Admiral Keating was told: "You (the US)
take Hawaii East and we (China) will take Hawaii West and the Indian Ocean.
Then you need not come to the western Pacific and the Indian Ocean and we
will not need to go to the eastern Pacific". The recent move of a Chinese
fleet into the Indian Ocean, ostensibly in the name of dealing with piracy,
together with China's quest for facilities and bases from Gwadar in Pakistan
to Hambantota in Sri Lanka are obviously part of a long-term plan to dominate
the sea lanes of the Indian Ocean.
Chinese aggressiveness on its territorial
claims has also grown. Chinese scholars have spoken of 'liberating' southern
Tibet (Arunachal Pradesh) in the event of tensions between India and Pakistan.
China has moved to block loans to India amounting to $ 2.9 billion from the
Asian Development Bank because there is provision for assistance to development
projects in Arunachal Pradesh. If China did have reservations on this score,
it could have recorded them instead of blocking an entire country programme.
In Nepal, the Chinese have been fishing in
troubled waters, attempting to finalise a treaty with the Himalayan nation,
which obviously raises security concerns in India, and also by encouraging
Maoist plans to undermine democratic functioning of key institutions like
the Army and the judiciary. China has used its support for Myanmar in the
UN Security Council to undermine India's access to off shore gas.
As Mr Manmohan Singh commences his second
term in office, he will have to take note of the serious challenges that an
assertive China now poses across India's land borders and its maritime frontiers.
Given the ongoing US-China honeymoon, it would require imaginative diplomacy
to persuade the Obama Administration of our concerns on Chinese behaviour.
China has not hesitated to use force to enforce
its territorial claims on its disputed maritime boundaries with Vietnam and
Philippines. Under the UN Convention of the Law of the Seas, China was required
to intimate where its maritime frontiers lie earlier this month.
In its presentation, China has laid claim
to thousands of square miles of maritime territory in the South China Sea,
based on its unilateral claims to several offshore islands bordering Taiwan,
Vietnam, Indonesia, Brunei, Malaysia and the Philippines. When the Philippines
objected to Chinese claims, its envoy was summoned to receive a protest and
a high level visit to Manila was indefinitely postponed.
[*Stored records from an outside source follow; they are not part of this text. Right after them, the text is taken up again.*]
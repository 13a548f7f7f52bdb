//! Run status and plugin outcome types.

use serde::{Deserialize, Serialize};
use std::fmt;

/// How a single flow run ended.
#[derive(Debug, Clone, Copy, PartialEq, Eq, Hash, Serialize, Deserialize)]
#[serde(rename_all = "snake_case", tag = "status")]
pub enum RunStatus {
    /// A previous run of the flow still held the lock.
    Skipped,
    /// The run quota was reached before the run started.
    QuotaExhausted,
    /// The fetcher succeeded with zero records.
    NoData,
    /// The fetcher returned a fatal error.
    FetchFailed,
    /// A transformer failed; nothing was delivered.
    TransformFailed {
        /// Id of the failing transform.
        id: usize,
    },
    /// A sink send failed; earlier sends of this run stand.
    DeliveryFailed {
        /// Transform whose output was being delivered (`None` for the
        /// fetch-output fallback delivery).
        id: Option<usize>,
    },
    /// All stages ran.
    Completed,
}

impl RunStatus {
    /// Returns true if the flow's stages actually executed.
    #[must_use]
    pub fn executed(&self) -> bool {
        !matches!(self, Self::Skipped | Self::QuotaExhausted)
    }
}

impl fmt::Display for RunStatus {
    fn fmt(&self, f: &mut fmt::Formatter<'_>) -> fmt::Result {
        match self {
            Self::Skipped => write!(f, "skipped"),
            Self::QuotaExhausted => write!(f, "quota_exhausted"),
            Self::NoData => write!(f, "no_data"),
            Self::FetchFailed => write!(f, "fetch_failed"),
            Self::TransformFailed { id } => write!(f, "transform_failed({id})"),
            Self::DeliveryFailed { id: Some(id) } => write!(f, "delivery_failed({id})"),
            Self::DeliveryFailed { id: None } => write!(f, "delivery_failed"),
            Self::Completed => write!(f, "completed"),
        }
    }
}

/// Summary of one executor invocation.
#[derive(Debug, Clone, PartialEq, Eq, Serialize, Deserialize)]
pub struct RunReport {
    /// Flow name.
    pub flow: String,
    /// Final status.
    pub status: RunStatus,
    /// Records returned by the fetcher (including partial soft-failure sets).
    pub fetched: usize,
    /// Records accepted by the sink.
    pub sent: usize,
    /// Number of `send` calls that succeeded.
    pub sends: usize,
}

impl RunReport {
    /// Creates a report with zero counts.
    #[must_use]
    pub fn new(flow: impl Into<String>, status: RunStatus) -> Self {
        Self {
            flow: flow.into(),
            status,
            fetched: 0,
            sent: 0,
            sends: 0,
        }
    }
}

/// Value reported through a plugin's `log_outcome`.
#[derive(Debug, Clone, PartialEq, Eq)]
pub enum PluginOutcome {
    /// The plugin produced or delivered this many records.
    Count(usize),
    /// There was nothing to produce or deliver.
    NoData,
    /// The plugin failed.
    Error(String),
}

impl fmt::Display for PluginOutcome {
    fn fmt(&self, f: &mut fmt::Formatter<'_>) -> fmt::Result {
        match self {
            Self::Count(n) => write!(f, "{n} records"),
            Self::NoData => write!(f, "no data"),
            Self::Error(e) => write!(f, "error: {e}"),
        }
    }
}

#[cfg(test)]
mod tests {
    use super::*;

    #[test]
    fn test_run_status_display() {
        assert_eq!(RunStatus::Completed.to_string(), "completed");
        assert_eq!(RunStatus::TransformFailed { id: 2 }.to_string(), "transform_failed(2)");
        assert_eq!(RunStatus::DeliveryFailed { id: None }.to_string(), "delivery_failed");
    }

    #[test]
    fn test_run_status_executed() {
        assert!(!RunStatus::Skipped.executed());
        assert!(!RunStatus::QuotaExhausted.executed());
        assert!(RunStatus::NoData.executed());
        assert!(RunStatus::FetchFailed.executed());
    }

    #[test]
    fn test_run_status_serialization() {
        let json = serde_json::to_value(RunStatus::TransformFailed { id: 1 }).unwrap();
        assert_eq!(json, serde_json::json!({"status": "transform_failed", "id": 1}));
    }

    #[test]
    fn test_outcome_display() {
        assert_eq!(PluginOutcome::Count(3).to_string(), "3 records");
        assert_eq!(PluginOutcome::Error("x".into()).to_string(), "error: x");
    }
}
With India's Communist parties, which have
tacitly backed China's global ambitions and policies, no longer pulling the
strings of power, New Delhi should not be constrained in responding appropriately
to Chinese manoeuvres in India's neighbourhood. It is not India alone that
is concerned by China's 'rise'. Partnerships will have to be forged with Japan
and others to meet the challenges a resurgent and aggressive China poses,
even as India fashions policies to accelerate economic growth and develop
its conventional defences and nuclear capabilities.